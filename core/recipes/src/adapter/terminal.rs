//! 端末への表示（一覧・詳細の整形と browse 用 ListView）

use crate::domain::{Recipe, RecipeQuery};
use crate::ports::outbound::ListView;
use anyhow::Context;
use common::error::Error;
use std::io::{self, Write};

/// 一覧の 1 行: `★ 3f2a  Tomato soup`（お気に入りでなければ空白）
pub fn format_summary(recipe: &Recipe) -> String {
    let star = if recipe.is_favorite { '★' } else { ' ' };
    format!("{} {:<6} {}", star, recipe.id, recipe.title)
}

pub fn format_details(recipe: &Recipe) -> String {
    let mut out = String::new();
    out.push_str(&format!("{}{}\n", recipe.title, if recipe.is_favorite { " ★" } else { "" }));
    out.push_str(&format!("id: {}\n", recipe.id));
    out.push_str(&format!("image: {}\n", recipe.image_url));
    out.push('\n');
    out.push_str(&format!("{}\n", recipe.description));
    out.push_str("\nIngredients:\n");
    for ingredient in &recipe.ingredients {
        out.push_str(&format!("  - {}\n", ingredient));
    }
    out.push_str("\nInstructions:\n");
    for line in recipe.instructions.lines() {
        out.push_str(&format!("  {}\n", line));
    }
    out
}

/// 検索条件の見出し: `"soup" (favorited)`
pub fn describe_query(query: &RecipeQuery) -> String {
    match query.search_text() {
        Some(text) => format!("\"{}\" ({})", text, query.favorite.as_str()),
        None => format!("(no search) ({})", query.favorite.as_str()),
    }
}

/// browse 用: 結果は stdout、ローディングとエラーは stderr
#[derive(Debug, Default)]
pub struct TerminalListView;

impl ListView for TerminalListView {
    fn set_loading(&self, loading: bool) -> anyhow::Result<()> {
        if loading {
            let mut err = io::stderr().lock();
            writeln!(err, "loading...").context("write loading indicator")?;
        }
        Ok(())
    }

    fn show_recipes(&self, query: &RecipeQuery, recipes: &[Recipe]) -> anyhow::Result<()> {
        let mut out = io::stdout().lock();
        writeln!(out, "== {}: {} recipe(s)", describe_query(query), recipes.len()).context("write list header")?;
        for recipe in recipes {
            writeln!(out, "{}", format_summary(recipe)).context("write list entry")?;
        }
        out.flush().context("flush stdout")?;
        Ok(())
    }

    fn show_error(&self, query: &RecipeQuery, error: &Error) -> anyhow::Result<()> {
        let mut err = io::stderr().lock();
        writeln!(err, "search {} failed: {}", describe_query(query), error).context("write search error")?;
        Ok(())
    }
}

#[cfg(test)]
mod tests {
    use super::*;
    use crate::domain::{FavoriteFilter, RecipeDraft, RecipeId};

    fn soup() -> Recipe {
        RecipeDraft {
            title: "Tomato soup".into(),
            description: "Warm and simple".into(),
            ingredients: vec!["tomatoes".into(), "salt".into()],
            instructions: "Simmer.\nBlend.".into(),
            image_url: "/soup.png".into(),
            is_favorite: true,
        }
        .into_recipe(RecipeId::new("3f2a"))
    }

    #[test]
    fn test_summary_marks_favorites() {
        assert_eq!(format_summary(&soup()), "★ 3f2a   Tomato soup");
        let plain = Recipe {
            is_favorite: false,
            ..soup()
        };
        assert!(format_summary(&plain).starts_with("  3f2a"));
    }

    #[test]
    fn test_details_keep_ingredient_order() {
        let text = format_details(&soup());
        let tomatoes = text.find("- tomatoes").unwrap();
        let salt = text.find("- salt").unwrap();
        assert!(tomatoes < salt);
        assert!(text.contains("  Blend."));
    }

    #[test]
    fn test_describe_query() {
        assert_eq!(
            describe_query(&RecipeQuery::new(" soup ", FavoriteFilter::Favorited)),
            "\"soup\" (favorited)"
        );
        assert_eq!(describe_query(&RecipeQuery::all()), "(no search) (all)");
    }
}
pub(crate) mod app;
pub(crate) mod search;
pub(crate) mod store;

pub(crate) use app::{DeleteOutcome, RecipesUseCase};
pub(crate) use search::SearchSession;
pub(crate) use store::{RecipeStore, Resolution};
--
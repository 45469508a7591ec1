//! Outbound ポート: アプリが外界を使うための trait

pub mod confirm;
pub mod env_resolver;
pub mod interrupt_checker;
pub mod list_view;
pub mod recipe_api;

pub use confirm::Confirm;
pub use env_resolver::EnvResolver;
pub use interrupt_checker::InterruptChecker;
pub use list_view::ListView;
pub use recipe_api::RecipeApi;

▸ **What is expected**:
Where the string "title" appears in a line of the listing, copy that line.

▸ **Reply to the exercise**:
    format!("{} {:<6} {}", star, recipe.id, recipe.title)
    out.push_str(&format!("{}{}\n", recipe.title, if recipe.is_favorite { " ★" } else { "" }));
            title: "Tomato soup".into(),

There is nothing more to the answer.